How so? Many hear the Word of God in sermons, but without fruit or profit; because
the seed falls by the wayside.
There are three causes which prevent the seed that falls by the wayside from bearing
fruit.
1. The first is, because the wayside is an open public place, where the seed can
easily he blown away by the wind;
2. The second, because the seed, not being covered with earth, cannot take root;
3. The third, because it is liable to be trodden under foot by the passers-by, or to be eaten by the birds.
In like manner the devil has three ways of taking the Word of God out of the hearts of those who hear it, so that
it brings no fruit or profit to the soul.
I. Some, as if they were like a public way that is open on all sides, he prevents
from understanding the word of God; and these are the idle.

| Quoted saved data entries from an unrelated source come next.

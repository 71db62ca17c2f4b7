use std::path::{Path, PathBuf};

use anyhow::{Context as _, Result};
use clap::{Parser, Subcommand};
use repaircost_log::{chunk_messages, LogParser, ParserConfig};
use repaircost_pricing::PriceTable;

mod flags;
mod report;

use flags::{PairingFlag, SchemaFlag};

/// Transport message-size limit the chunked output defaults to
const DEFAULT_CHUNK_LIMIT: usize = 2000;

#[derive(Parser)]
#[command(name = "repaircost")]
#[command(about = "Extract repair events from server chat logs and price them", long_about = None)]
#[command(version)]
struct Cli {
    #[command(subcommand)]
    command: Commands,

    /// Enable verbose logging
    #[arg(short, long, global = true)]
    verbose: bool,

    /// Quiet mode: log only warnings/errors (stdout is reserved for output)
    #[arg(long, global = true)]
    quiet: bool,
}

#[derive(Subcommand)]
enum Commands {
    /// Parse a chat log and report the cost of every detected repair
    Analyze {
        /// Path to the chat log
        log: PathBuf,

        /// Path to the TOML price table
        #[arg(long)]
        prices: PathBuf,

        /// Log schema variant the records were written with
        #[arg(long, value_enum, default_value = "minimal")]
        schema: SchemaFlag,

        /// Boundary pairing policy
        #[arg(long, value_enum, default_value = "reuse-open")]
        pairing: PairingFlag,

        /// Transport message-size limit for output chunks
        #[arg(long, default_value_t = DEFAULT_CHUNK_LIMIT)]
        chunk_limit: usize,

        /// Emit machine-readable JSON instead of chunked text
        #[arg(long)]
        json: bool,
    },
}

fn init_logging(verbose: bool, quiet: bool) {
    let default_level = if verbose {
        "debug"
    } else if quiet {
        "warn"
    } else {
        "info"
    };
    let mut builder =
        env_logger::Builder::from_env(env_logger::Env::default().default_filter_or(default_level));
    builder.target(env_logger::Target::Stderr).init();
}

fn main() -> Result<()> {
    let cli = Cli::parse();
    init_logging(cli.verbose, cli.quiet);

    match cli.command {
        Commands::Analyze {
            log,
            prices,
            schema,
            pairing,
            chunk_limit,
            json,
        } => analyze(&log, &prices, schema, pairing, chunk_limit, json),
    }
}

fn analyze(
    log_path: &Path,
    prices_path: &Path,
    schema: SchemaFlag,
    pairing: PairingFlag,
    chunk_limit: usize,
    json: bool,
) -> Result<()> {
    let content = std::fs::read_to_string(log_path)
        .with_context(|| format!("failed to read log {}", log_path.display()))?;
    let table = PriceTable::load(prices_path)
        .with_context(|| format!("failed to load price table {}", prices_path.display()))?;
    log::debug!("loaded {} material price(s)", table.len());

    let config = ParserConfig {
        schema: schema.as_domain(),
        pairing: pairing.as_domain(),
        ..ParserConfig::default()
    };
    let records = LogParser::new(config).parse_str(&content);

    if json {
        let outcomes = report::json_outcomes(&records, &table);
        serde_json::to_writer_pretty(std::io::stdout().lock(), &outcomes)?;
        println!();
        return Ok(());
    }

    let lines = report::report_lines(&records, &table);
    for (index, chunk) in chunk_messages(&lines, chunk_limit).iter().enumerate() {
        if index > 0 {
            println!();
        }
        println!("{chunk}");
    }
    Ok(())
}
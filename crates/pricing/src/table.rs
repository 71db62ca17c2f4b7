use std::collections::BTreeMap;
use std::path::Path;

use serde::Deserialize;

use crate::error::Result;

/// Immutable snapshot of material unit prices.
///
/// A snapshot is read-only for the duration of a computation; reloading the
/// underlying file produces a new snapshot instead of mutating one in use,
/// so concurrent passes over independent logs can each hold their own.
#[derive(Debug, Clone, Default, PartialEq, Deserialize)]
#[serde(transparent)]
pub struct PriceTable {
    prices: BTreeMap<String, f64>,
}

impl PriceTable {
    /// Build a snapshot from name/price pairs
    pub fn new<N: Into<String>>(prices: impl IntoIterator<Item = (N, f64)>) -> Self {
        Self {
            prices: prices
                .into_iter()
                .map(|(name, price)| (name.into(), price))
                .collect(),
        }
    }

    /// Unit price for `material`, if the table has one
    #[must_use]
    pub fn price(&self, material: &str) -> Option<f64> {
        self.prices.get(material).copied()
    }

    /// Whether the table prices `material`
    #[must_use]
    pub fn contains(&self, material: &str) -> bool {
        self.prices.contains_key(material)
    }

    /// Number of priced materials
    #[must_use]
    pub fn len(&self) -> usize {
        self.prices.len()
    }

    #[must_use]
    pub fn is_empty(&self) -> bool {
        self.prices.is_empty()
    }

    /// Parse a snapshot from TOML text: one `Material = price` entry per
    /// material, integer or decimal prices.
    pub fn from_toml_str(text: &str) -> Result<Self> {
        Ok(toml::from_str(text)?)
    }

    /// Load a snapshot from a TOML file
    pub fn load(path: impl AsRef<Path>) -> Result<Self> {
        let text = std::fs::read_to_string(path)?;
        Self::from_toml_str(&text)
    }
}
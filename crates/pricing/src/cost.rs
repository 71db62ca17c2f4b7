use repaircost_log::Repair;

use crate::error::{PricingError, Result};
use crate::table::PriceTable;

/// Total monetary cost of a repair against a price snapshot.
///
/// The flat cost quoted by the log plus `quantity × unit price` over all
/// required materials. Fails on the first material absent from the table,
/// naming exactly that material. Borrows both arguments, so the same repair
/// can be re-priced against a reloaded snapshot.
pub fn total_cost(repair: &Repair, prices: &PriceTable) -> Result<f64> {
    let mut total = repair.cost.as_f64();
    for (material, quantity) in &repair.materials {
        let price = prices
            .price(material)
            .ok_or_else(|| PricingError::UnknownMaterial {
                material: material.clone(),
            })?;
        total += *quantity as f64 * price;
    }
    Ok(total)
}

II. Others he prevents from attending to the roots, that is, to the principal truth that is explained; and these
are the curious.
III. With others again he causes the truths they have heard and understood to be trampled on and devoured; and
these are the tepid and lukewarm.
With all these people the efforts of the devil are to “take the Word out of their hearts, lest, believing, they
should be saved” (St. Luke 8: 12).
I. The first consists of those who hear the sermon with distracted minds—that is, those idle people who come to
church to hear a sermon, not through a supernatural motive to learn something good and to be aroused to do good,
but simply to pass away the time, or to accompany others, or to pass themselves off as good Christians, or merely
that they may be able to say that they have been to the sermon. Thus they are in the church in which the sermon
is preached, but they are, so to speak, not present at the sermon; their bodies are there, but not their minds
and hearts, which are occupied with a hundred voluntary distractions, so that they hear the sound of the preacher’s
voice by the outward organs of sense, and yet understand little or nothing of what he says. They show clearly enough
by their constant looking about at the least noise, by their nodding and bowing to those who come in, and sometimes,
too, by going asleep, that they have not brought attentive minds and hearts to the sermon, and that they are not
listening with any desire to profit by what they hear. And that is the very result that the spirit of envy, the
devil, tries so hard to bring about. He knows what harm the Word of God can do him when it is listened to with
a certain amount of attention and eagerness; it fills him with bitter envy to see so many souls thereby freed from
his slavery and led to love God zealously; and therefore he tries, in
every possible way, when he cannot prevent people from coming to the sermon, at least to distract them, so that
they understand little or nothing of it.